I say we’ve got a sweeping problem of worldliness infecting way too many of us.
This is the age of the mob scene, the tantrum, and the sad, juvenile tendency to run and observe whenever someone yells “Fight! Fight!” We gather around controversy for entertainment, and we follow people who huff and puff and berate others, stupidly telling ourselves their public aggression is strong leadership; deep conviction. Dear Lord, what a sad trend has settled onto America!
But we, the church, can do better. We can do it by denying ourselves permission to use social media as a platform to belch when a reasoned statement is called for.


Both my pastor and Dallas bring far more open-heartedness to the matter than I'm able to muster at present. My current take is that MacArthur is a bonehead. He thinks Catholicism is Satanic, he'll brook no challenge to his young-earth creationist, cessationist and millennialist positions, and will not even consider the possible veracity of free grace theology. He's been in trouble with various institutions a few times throughout his career for his boneheadedness.

Now, with all that said, for the past several months I have been looking into the positions of the Council on Biblical Manhood and Womanhood, the organization behind The Nashville Statement, which strikes me as a sound declaration of the way God has designed humankind.

Longtime LITD readers will not be surprised that I've been drawn to this, given my repeated stressing that until 20 years ago at the very outset, no culture anywhere in the world at any time throughout history has had a definition of marriage that included two people of the same sex being so joined, as well as my repeated stressing that people who "feel" like they are the opposite gender are suffering from a delusion. No matter how much someone has gobbled hormone blockers or had his or her crotch carved up, the DNA in any cell of his or her body will tell us his or her gender. Bruce Jenner remains Bruce Jenner.

But if you get into the CBMW literature, you see that it's a pretty forthrightly complimentarian outfit.

It seems to me there are degrees to this, with the aforementioned MacArthur's absolutism being way out at the end of the spectrum. Council spokesmen John Piper and Wayne Grudem don't seem to come at it with MacArthur's rigidity.

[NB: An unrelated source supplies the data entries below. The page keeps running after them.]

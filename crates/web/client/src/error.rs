//! Error types for the portfolio page client.

use thiserror::Error;
use wasm_bindgen::{JsCast, JsValue};

/// Errors raised while wiring or running page features.
#[derive(Error, Debug)]
pub enum PageError {
    /// No global `window` (not running in a browser).
    #[error("no window available")]
    NoWindow,

    /// The window has no document.
    #[error("no document available")]
    NoDocument,

    /// A required element is not on the page.
    #[error("element not found: {0}")]
    MissingElement(String),

    /// A JavaScript call threw or rejected.
    #[error("JavaScript error: {0}")]
    Js(String),

    /// The server answered with a non-OK status.
    #[error("HTTP request failed with status {0}")]
    Http(u16),

    /// JSON was malformed or had the wrong shape.
    #[error("JSON error: {0}")]
    Json(#[from] serde_json::Error),

    /// Form fields could not be url-encoded.
    #[error("form encoding error: {0}")]
    Encode(#[from] serde_urlencoded::ser::Error),
}

impl From<JsValue> for PageError {
    fn from(value: JsValue) -> Self {
        if let Some(err) = value.dyn_ref::<js_sys::Error>() {
            return PageError::Js(String::from(err.message()));
        }
        let message = value
            .as_string()
            .or_else(|| js_sys::JSON::stringify(&value).ok().map(String::from))
            .unwrap_or_else(|| "unknown error".to_string());
        PageError::Js(message)
    }
}

/// Result type for page operations.
pub type Result<T> = std::result::Result<T, PageError>;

Forty, even maybe as recently as ten, years ago, I had a much different view of all this. For one thing, I wasn't a Christian yet. I had been through my ideological conversion, and was the conservative that I still am, so I wasn't a feminist, but I just saw any doctrine that talked about men as the only suitable leaders in a church or family as inherently unfair. In fact, this issue was one of my last sticking points.

But as I deepened by faith journey and came to understand that Scripture has an authority from which there is no escape, I had to grapple with the fact that God is a He, that his only begotten child was a son, and that such shapers of Judea-Christian history as Moses, David. the prophets and the apostles were males. There are some passages about this in 1 Timothy, Ephesians and Titus that we must grapple with. To expand beyond our religion to a look at the sweep of worldwide history, we can see that human societies have almost exclusively been organized patriarchally. 

I'm no longer a novice Christian, but I still have much to learn. At this point, my gut has me seeing things Morris's way. She takes, and always has taken, doctrine seriously. She calls God "Father." But, like my own pastor, she has contributed too much to a richer understanding of God's word for me to believe that she should not be so contributing.

Bottom line: the central truths of our faith are not imperiled by our willingness to say that ongoing conversation and debate about some of these more intricate points is merited.

We, after all, are the creatures. He is the Creator. There are always going to be limits to our understanding. Part of being a faithful child of the Most High God is being okay with some mystery, no matter how much we grasp.